Jackson McHenry of Entertainment Weekly wrote, "Nobody gives lectures about intimacy in the workplace. People talk about sex — what 'Chocolate Milk' is ostensibly about, with plots that feature seduction, friends with benefits relationships, and even a vasectomy — but nobody tells you how to be friends. It's hard to be friends, when you're competitive, when you're trying keep your distance, when you don't know if a real relationship is possible. The typical workplace terms then build themselves around emotional distance: work friends, bone bros, master and student. But if you spend too much time with anyone, those labels become harder to define. And on Brooklyn Nine-Nine this week, the easy distinctions in the precinct start to dissolve, like chocolate in teat-to-mouth raw milk."
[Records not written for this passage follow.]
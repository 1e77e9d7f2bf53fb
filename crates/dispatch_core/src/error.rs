use thiserror::Error;
use uuid::Uuid;

use crate::model::{RideStatus, TripStatus};

/// Entity category a failure belongs to, for callers that report errors
/// per domain area rather than per variant.
#[derive(Debug, Clone, Copy, PartialEq, Eq)]
pub enum ErrorCategory {
    Ride,
    Trip,
    Payment,
    Driver,
    Rider,
}

/// Domain-rule violations reported synchronously to callers.
///
/// Transient infrastructure failures inside the background matching task are
/// never surfaced through this type; they are converted into a `Failed` ride
/// with a descriptive reason instead.
#[derive(Debug, Error)]
pub enum DispatchError {
    #[error("ride {0} not found")]
    RideNotFound(Uuid),
    #[error("trip {0} not found")]
    TripNotFound(Uuid),
    #[error("no trip found for ride {0}")]
    TripNotFoundForRide(Uuid),
    #[error("payment {0} not found")]
    PaymentNotFound(Uuid),
    #[error("no payment found for ride {0}")]
    PaymentNotFoundForRide(Uuid),
    #[error("driver {0} not found")]
    DriverNotFound(Uuid),
    #[error("rider {0} not found")]
    RiderNotFound(Uuid),
    #[error("ride {ride}: cannot {action} in {status} status")]
    InvalidRideState {
        ride: Uuid,
        status: RideStatus,
        action: &'static str,
    },
    #[error("trip {trip}: cannot {action} in {status} status")]
    InvalidTripState {
        trip: Uuid,
        status: TripStatus,
        action: &'static str,
    },
    #[error("ride {ride} is not assigned to driver {driver}")]
    WrongDriver { ride: Uuid, driver: Uuid },
    #[error("trip already started for ride {0}")]
    TripAlreadyStarted(Uuid),
    #[error("duplicate {kind} idempotency key: {key}")]
    DuplicateKey { kind: &'static str, key: String },
    #[error("payment {0}: max retry attempts exceeded")]
    RetryExhausted(Uuid),
    #[error("version conflict updating {kind} {id}")]
    VersionConflict { kind: &'static str, id: Uuid },
}

impl DispatchError {
    pub fn category(&self) -> ErrorCategory {
        match self {
            Self::RideNotFound(_) | Self::InvalidRideState { .. } => ErrorCategory::Ride,
            Self::TripNotFound(_)
            | Self::TripNotFoundForRide(_)
            | Self::InvalidTripState { .. }
            | Self::TripAlreadyStarted(_) => ErrorCategory::Trip,
            Self::PaymentNotFound(_)
            | Self::PaymentNotFoundForRide(_)
            | Self::RetryExhausted(_) => ErrorCategory::Payment,
            Self::DriverNotFound(_) | Self::WrongDriver { .. } => ErrorCategory::Driver,
            Self::RiderNotFound(_) => ErrorCategory::Rider,
            Self::DuplicateKey { kind, .. } | Self::VersionConflict { kind, .. } => match *kind {
                "trip" => ErrorCategory::Trip,
                "payment" => ErrorCategory::Payment,
                "driver" => ErrorCategory::Driver,
                _ => ErrorCategory::Ride,
            },
        }
    }
}

pub type DispatchResult<T> = Result<T, DispatchError>;

#[cfg(test)]
mod tests {
    use super::*;

    #[test]
    fn categories_follow_entity_kind() {
        let id = Uuid::new_v4();
        assert_eq!(
            DispatchError::RideNotFound(id).category(),
            ErrorCategory::Ride
        );
        assert_eq!(
            DispatchError::TripAlreadyStarted(id).category(),
            ErrorCategory::Trip
        );
        assert_eq!(
            DispatchError::RetryExhausted(id).category(),
            ErrorCategory::Payment
        );
        assert_eq!(
            DispatchError::VersionConflict {
                kind: "payment",
                id
            }
            .category(),
            ErrorCategory::Payment
        );
    }

    #[test]
    fn messages_name_the_entity() {
        let id = Uuid::new_v4();
        let err = DispatchError::WrongDriver {
            ride: id,
            driver: id,
        };
        assert!(err.to_string().contains("not assigned"));
    }
}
Alan Sepinwall of HitFix wrote, "There's plenty of funny stuff for the whole Brooklyn ensemble in 'Chocolate Milk,' from Gina slapping Boyle at the thought of them being 'bone bros' to Santiago's eyes going wide with terror at the realization that she just yelled at her captain, to the spectacle of Terry being high. (In addition to the spectacle of Jake clinging to Terry's ankle as Terry easily continues walking.) Solid episode all-around." Andy Crump of Paste gave the episode a 9.0 and wrote, "And Brooklyn Nine-Nine continues to show its strength as an ensemble comedy, though lingering questions remain over how the overarching stories introduced in 'Undercover' will impact the series going forward. Given how well 'Chocolate Milk' handles its pursuit of character, though, maybe those don't matter much just yet."